*** INPUT MATERIAL ***
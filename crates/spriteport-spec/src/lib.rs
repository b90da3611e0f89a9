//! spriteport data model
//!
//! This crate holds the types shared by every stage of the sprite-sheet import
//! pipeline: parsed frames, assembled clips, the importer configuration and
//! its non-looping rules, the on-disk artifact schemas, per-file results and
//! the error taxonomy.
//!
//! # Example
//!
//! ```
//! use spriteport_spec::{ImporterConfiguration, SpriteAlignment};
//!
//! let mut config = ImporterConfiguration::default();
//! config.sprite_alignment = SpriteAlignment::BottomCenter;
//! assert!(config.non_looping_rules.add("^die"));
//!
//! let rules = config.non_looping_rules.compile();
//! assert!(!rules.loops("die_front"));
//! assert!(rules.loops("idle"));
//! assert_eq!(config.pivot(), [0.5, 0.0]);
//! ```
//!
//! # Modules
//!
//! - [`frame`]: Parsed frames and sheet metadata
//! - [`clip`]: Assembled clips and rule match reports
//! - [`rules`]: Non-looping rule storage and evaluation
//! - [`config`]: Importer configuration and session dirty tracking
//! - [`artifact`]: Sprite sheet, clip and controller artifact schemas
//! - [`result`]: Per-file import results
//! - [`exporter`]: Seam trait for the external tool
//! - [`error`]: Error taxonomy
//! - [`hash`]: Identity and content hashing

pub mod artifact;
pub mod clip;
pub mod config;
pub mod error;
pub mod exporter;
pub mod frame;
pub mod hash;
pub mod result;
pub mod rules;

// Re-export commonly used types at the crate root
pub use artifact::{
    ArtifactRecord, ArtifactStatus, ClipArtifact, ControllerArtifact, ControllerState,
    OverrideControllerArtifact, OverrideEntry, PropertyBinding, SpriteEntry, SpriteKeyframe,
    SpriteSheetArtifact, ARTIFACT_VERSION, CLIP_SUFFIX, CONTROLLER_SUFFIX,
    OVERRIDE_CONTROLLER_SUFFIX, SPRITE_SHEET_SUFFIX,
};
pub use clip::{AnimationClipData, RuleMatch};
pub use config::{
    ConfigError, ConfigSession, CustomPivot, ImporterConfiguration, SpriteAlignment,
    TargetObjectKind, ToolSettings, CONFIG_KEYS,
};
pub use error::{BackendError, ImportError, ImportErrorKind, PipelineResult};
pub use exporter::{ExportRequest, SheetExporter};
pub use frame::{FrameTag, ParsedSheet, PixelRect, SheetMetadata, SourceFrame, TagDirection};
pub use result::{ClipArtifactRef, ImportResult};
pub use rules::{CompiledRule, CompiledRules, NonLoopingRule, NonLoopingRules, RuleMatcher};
*** End of INPUT MATERIAL ***
• **ASSIGNMENT**
An exact transcription of the entries is needed, complete to the final line.

• **SOLUTION TO THE EXERCISE**
filename crates/spriteport-spec/src/lib.rs
repository b90da3611e0f89a9
//! spriteport data model
//!
//! This crate holds the types shared by every stage of the sprite-sheet import
//! pipeline: parsed frames, assembled clips, the importer configuration and
//! its non-looping rules, the on-disk artifact schemas, per-file results and
//! the error taxonomy.
//!
//! # Example
//!
//! ```
//! use spriteport_spec::{ImporterConfiguration, SpriteAlignment};
//!
//! let mut config = ImporterConfiguration::default();
//! config.sprite_alignment = SpriteAlignment::BottomCenter;
//! assert!(config.non_looping_rules.add("^die"));
//!
//! let rules = config.non_looping_rules.compile();
//! assert!(!rules.loops("die_front"));
//! assert!(rules.loops("idle"));
//! assert_eq!(config.pivot(), [0.5, 0.0]);
//! ```
//!
//! # Modules
//!
//! - [`frame`]: Parsed frames and sheet metadata
//! - [`clip`]: Assembled clips and rule match reports
//! - [`rules`]: Non-looping rule storage and evaluation
//! - [`config`]: Importer configuration and session dirty tracking
//! - [`artifact`]: Sprite sheet, clip and controller artifact schemas
//! - [`result`]: Per-file import results
//! - [`exporter`]: Seam trait for the external tool
//! - [`error`]: Error taxonomy
//! - [`hash`]: Identity and content hashing

pub mod artifact;
pub mod clip;
pub mod config;
pub mod error;
pub mod exporter;
pub mod frame;
pub mod hash;
pub mod result;
pub mod rules;

// Re-export commonly used types at the crate root
pub use artifact::{
    ArtifactRecord, ArtifactStatus, ClipArtifact, ControllerArtifact, ControllerState,
    OverrideControllerArtifact, OverrideEntry, PropertyBinding, SpriteEntry, SpriteKeyframe,
    SpriteSheetArtifact, ARTIFACT_VERSION, CLIP_SUFFIX, CONTROLLER_SUFFIX,
    OVERRIDE_CONTROLLER_SUFFIX, SPRITE_SHEET_SUFFIX,
};
pub use clip::{AnimationClipData, RuleMatch};
pub use config::{
    ConfigError, ConfigSession, CustomPivot, ImporterConfiguration, SpriteAlignment,
    TargetObjectKind, ToolSettings, CONFIG_KEYS,
};
pub use error::{BackendError, ImportError, ImportErrorKind, PipelineResult};
pub use exporter::{ExportRequest, SheetExporter};
pub use frame::{FrameTag, ParsedSheet, PixelRect, SheetMetadata, SourceFrame, TagDirection};
pub use result::{ClipArtifactRef, ImportResult};
pub use rules::{CompiledRule, CompiledRules, NonLoopingRule, NonLoopingRules, RuleMatcher};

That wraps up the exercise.